The first proposed change would modify the procedures and requirements for the approval of combination drug medicated feeds. Currently, according to background information from the FDA, the use of multiple new animal drugs in the same medicated feed requires animal drug sponsors to seek approval for each new animal drug in the combination and seek a separate approval for the combination drug itself.

According to the document to be published on Sept. 9 in the Federal Register, FDA and industry have agreed to explore changes to the approval process for the use of a combination drug medicated feed, considering changes “intended to allow combination drug medicated feeds to be made available to the end user in the most efficient manner possible while protecting and promoting the public health.”

The FDA is accepting public comments on this topic beginning on September 9, 2014, and the comment period will close on September 9, 2015, with draft recommendations developed September 30, 2016.

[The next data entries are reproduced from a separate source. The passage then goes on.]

//! Crawler coordinator - main crawl orchestration logic
//!
//! This module contains the main crawl loop that coordinates all aspects of
//! the crawling process:
//! - Taking URLs off the frontier and running the dequeue-time check
//! - Waiting for the per-domain rate limit
//! - Fetching, parsing and classifying discovered links
//! - Recovering from per-page failures
//! - Stopping cleanly on cancellation

use crate::config::{validate, Config};
use crate::crawler::fetcher::{build_http_client, fetch_url, FetchError, FetchResult};
use crate::crawler::parser::{extract_links, ParseError};
use crate::crawler::scheduler::Scheduler;
use crate::state::CrawlSession;
use crate::url::{domain_of, parse_seed, UrlClassification};
use crate::TrawlError;
use reqwest::Client;
use std::time::{Duration, Instant};
use thiserror::Error;
use tokio_util::sync::CancellationToken;

/// Why a single page was abandoned
///
/// None of these stop the crawl. The page is logged and forgotten.
#[derive(Debug, Clone, PartialEq, Eq, Error)]
pub enum PageFailure {
    #[error("network error: {0}")]
    Network(#[from] FetchError),

    #[error("empty response body")]
    EmptyResponse,

    #[error("parse error: {0}")]
    Parse(#[from] ParseError),
}

/// Outcome of taking one URL off the frontier
#[derive(Debug, Clone, PartialEq, Eq)]
pub enum PageOutcome {
    /// Fetched and parsed; `count` is the running visited counter
    Visited { count: u64, enqueued: usize },

    /// Rejected by the dequeue-time check without a fetch
    Skipped(UrlClassification),

    /// Fetched (or attempted) and abandoned
    Failed(PageFailure),

    /// The crawl was cancelled before the fetch was dispatched; a dequeued URL
    /// goes back to the head of the frontier
    Cancelled,
}

/// Final result of a crawl run
#[derive(Debug, Clone)]
pub struct CrawlReport {
    /// The seed URL, as serialized
    pub seed: String,

    /// The crawl domain derived from the seed
    pub domain: String,

    /// Visited URLs, each exactly once
    pub visited: Vec<String>,

    /// Number of successful visits
    pub visited_count: u64,

    /// Number of abandoned fetch attempts
    pub failed_count: u64,

    /// Number of frontier entries dropped at dequeue time
    pub skipped_count: u64,

    /// Wall-clock duration of the crawl loop
    pub elapsed: Duration,

    /// Whether the run stopped because of a cancellation signal
    pub cancelled: bool,
}

impl CrawlReport {
    /// Returns true if no page was visited
    pub fn is_empty(&self) -> bool {
        self.visited.is_empty()
    }
}

/// Main crawler coordinator structure
///
/// Owns the crawl session outright; there is exactly one fetch in flight at a
/// time and every visited-set mutation happens on this task.
pub struct Coordinator {
    session: CrawlSession,
    scheduler: Scheduler,
    client: Client,
    cancel: CancellationToken,
}

impl Coordinator {
    /// Creates a new coordinator for one crawl run
    ///
    /// # Arguments
    ///
    /// * `config` - The crawler configuration
    /// * `seed` - The seed URL; its host becomes the crawl domain
    ///
    /// # Returns
    ///
    /// * `Ok(Coordinator)` - Ready to run
    /// * `Err(TrawlError)` - The configuration or the seed is invalid, or the
    ///   HTTP client failed to build
    pub fn new(config: &Config, seed: &str) -> Result<Self, TrawlError> {
        validate(config)?;
        let seed = parse_seed(seed)?;
        let session = CrawlSession::new(&seed)?;
        let client = build_http_client(&config.crawler)?;
        let scheduler = Scheduler::new(config.crawler.clone());

        Ok(Self {
            session,
            scheduler,
            client,
            cancel: CancellationToken::new(),
        })
    }

    /// Replaces the cancellation token
    ///
    /// Cancelling the token stops admission of new fetches; the fetch in
    /// flight finishes and the run returns what was visited so far.
    pub fn with_cancellation(mut self, cancel: CancellationToken) -> Self {
        self.cancel = cancel;
        self
    }

    /// Returns a handle that cancels this crawl
    pub fn cancellation_token(&self) -> CancellationToken {
        self.cancel.clone()
    }

    /// Returns the crawl session
    pub fn session(&self) -> &CrawlSession {
        &self.session
    }

    /// Runs the crawl loop until the frontier is empty or the crawl is cancelled
    pub async fn run(mut self) -> CrawlReport {
        tracing::info!("Starting crawl on: {}", self.session.seed());

        let start_time = Instant::now();
        let mut cancelled = false;

        while let Some(outcome) = self.step().await {
            if outcome == PageOutcome::Cancelled {
                cancelled = true;
                break;
            }
        }

        if cancelled {
            tracing::warn!(
                "Crawl cancelled with {} URLs left in frontier",
                self.session.frontier_size()
            );
        }

        tracing::info!(
            "Crawling complete. Total pages found: {} ({} failed, {} skipped) in {:?}",
            self.session.visited_count(),
            self.session.failed_count(),
            self.session.skipped_count(),
            start_time.elapsed()
        );

        let seed = self.session.seed().to_string();
        let domain = self.session.domain().to_string();
        let visited_count = self.session.visited_count();
        let failed_count = self.session.failed_count();
        let skipped_count = self.session.skipped_count();

        CrawlReport {
            seed,
            domain,
            visited: self.session.into_visited().into_vec(),
            visited_count,
            failed_count,
            skipped_count,
            elapsed: start_time.elapsed(),
            cancelled,
        }
    }

    /// Processes the frontier head
    ///
    /// Returns `None` when the frontier is empty.
    pub async fn step(&mut self) -> Option<PageOutcome> {
        if self.cancel.is_cancelled() {
            return Some(PageOutcome::Cancelled);
        }

        let (url, classification) = self.session.dequeue()?;

        if !classification.is_admitted() {
            tracing::debug!("Skipping {}: {}", url, classification.reason());
            return Some(PageOutcome::Skipped(classification));
        }

        let domain = domain_of(&url).unwrap_or_else(|| self.session.domain().to_string());
        if !self.scheduler.acquire(&domain, &self.cancel).await {
            self.session.abandon(&url);
            return Some(PageOutcome::Cancelled);
        }

        let outcome = match self.process_url(&url).await {
            Ok((count, enqueued)) => PageOutcome::Visited { count, enqueued },
            Err(failure) => {
                tracing::warn!("Failed to crawl {}: {}", url, failure);
                self.session.mark_failed(&url);
                PageOutcome::Failed(failure)
            }
        };

        Some(outcome)
    }

    /// Fetches and parses one admitted URL
    ///
    /// On success the URL joins the visited set and every admitted link is
    /// appended to the frontier. On failure nothing is recorded.
    async fn process_url(&mut self, url: &str) -> Result<(u64, usize), PageFailure> {
        tracing::debug!("Fetching {}", url);

        let body = match fetch_url(&self.client, url).await {
            FetchResult::Success { body } => body,
            FetchResult::EmptyBody => return Err(PageFailure::EmptyResponse),
            FetchResult::NetworkError(e) => return Err(PageFailure::Network(e)),
        };

        let links = extract_links(&body, url)?;

        let Some(count) = self.session.mark_visited(url) else {
            tracing::debug!("{} was visited while in flight", url);
            return Ok((self.session.visited_count(), 0));
        };
        tracing::info!("Crawled: {} (Total: {})", url, count);

        let mut enqueued = 0;
        for link in &links {
            let classification = self.session.enqueue_discovered(link);
            if classification.is_admitted() {
                enqueued += 1;
            } else {
                tracing::trace!("Not enqueueing {}: {}", link, classification.reason());
            }
        }

        tracing::debug!(
            "{} links on {}, {} enqueued, frontier size {}",
            links.len(),
            url,
            enqueued,
            self.session.frontier_size()
        );

        Ok((count, enqueued))
    }
}

/// Runs a complete crawl from `seed`
///
/// # Arguments
///
/// * `config` - The crawler configuration
/// * `seed` - The seed URL
/// * `cancel` - Token that stops the crawl early when cancelled
///
/// # Returns
///
/// * `Ok(CrawlReport)` - The crawl finished or was cancelled
/// * `Err(TrawlError)` - The crawl could not start
///
/// # Example
///
/// ```no_run
/// use page_trawler::config::Config;
/// use page_trawler::crawler::run_crawl;
/// use tokio_util::sync::CancellationToken;
///
/// # async fn example() -> Result<(), Box<dyn std::error::Error>> {
/// let report = run_crawl(&Config::default(), "https://example.com/", CancellationToken::new()).await?;
/// println!("visited {} pages", report.visited_count);
/// # Ok(())
/// # }
/// ```
pub async fn run_crawl(
    config: &Config,
    seed: &str,
    cancel: CancellationToken,
) -> Result<CrawlReport, TrawlError> {
    let coordinator = Coordinator::new(config, seed)?.with_cancellation(cancel);
    Ok(coordinator.run().await)
}
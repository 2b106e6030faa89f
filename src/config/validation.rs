use crate::config::types::{Config, CrawlerConfig, OutputConfig};
use crate::ConfigError;

/// Upper bound for the per-request timeout (seconds)
const MAX_REQUEST_TIMEOUT_SECS: u64 = 300;

/// Upper bound for the per-domain delay (milliseconds)
const MAX_MINIMUM_DELAY_MS: u64 = 60_000;

/// Validates the entire configuration
pub fn validate(config: &Config) -> Result<(), ConfigError> {
    validate_crawler_config(&config.crawler)?;
    validate_output_config(&config.output)?;
    Ok(())
}

/// Validates crawler configuration
fn validate_crawler_config(config: &CrawlerConfig) -> Result<(), ConfigError> {
    if config.request_timeout_secs < 1 || config.request_timeout_secs > MAX_REQUEST_TIMEOUT_SECS {
        return Err(ConfigError::Validation(format!(
            "request_timeout_secs must be between 1 and {}, got {}",
            MAX_REQUEST_TIMEOUT_SECS, config.request_timeout_secs
        )));
    }

    if config.minimum_delay_ms > MAX_MINIMUM_DELAY_MS {
        return Err(ConfigError::Validation(format!(
            "minimum_delay_ms must be <= {}ms, got {}ms",
            MAX_MINIMUM_DELAY_MS, config.minimum_delay_ms
        )));
    }

    validate_user_agent(&config.user_agent)?;

    Ok(())
}

/// Validates the User-Agent string: non-empty, visible ASCII and spaces only
fn validate_user_agent(user_agent: &str) -> Result<(), ConfigError> {
    if user_agent.trim().is_empty() {
        return Err(ConfigError::Validation(
            "user_agent cannot be empty".to_string(),
        ));
    }

    if !user_agent
        .chars()
        .all(|c| c.is_ascii_graphic() || c == ' ')
    {
        return Err(ConfigError::Validation(format!(
            "user_agent must contain only printable ASCII characters, got '{}'",
            user_agent
        )));
    }

    Ok(())
}

/// Validates output configuration
fn validate_output_config(config: &OutputConfig) -> Result<(), ConfigError> {
    if config.directory.trim().is_empty() {
        return Err(ConfigError::Validation(
            "output directory cannot be empty".to_string(),
        ));
    }

    Ok(())
}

Also beginning on September 9, FDA is seeking comments on potential changes to conditional approvals for new animal drugs. Currently, conditional approvals are only available for new animal drugs that are intended for use in minor species or for minor uses, such as rare diseases, in major species such as cattle. A conditional approval, according to FDA, allows a drug manufacturer to market its new animal drug before submitting the effectiveness data necessary for a full approval, but after proving the drug is safe in accordance with the full FDA approval standard and showing that there is a reasonable expectation of effectiveness.

According to the document filed Sept. 9 in the Federal Register, the FDA is exploring the use of statutory changes to expand the use of conditional approval to appropriate categories of new animal drugs beyond those intended for use either in minor species or for minor uses in major species.

Specifically, the agency invites comments on the following specific questions:

  1. Which categories of new animal drugs, if any, beyond those intended for minor species or minor uses in major species, should be considered by FDA for conditional approval in accordance with the current conditional approval process and why?
  2. How would expanding conditional approval positively or negatively affect animal health?

On this issue, the FDA is accepting public comments beginning on September 9, 2014 and ending on March 9, 2015. The agency intends to release draft recommendations by September 30, 2015.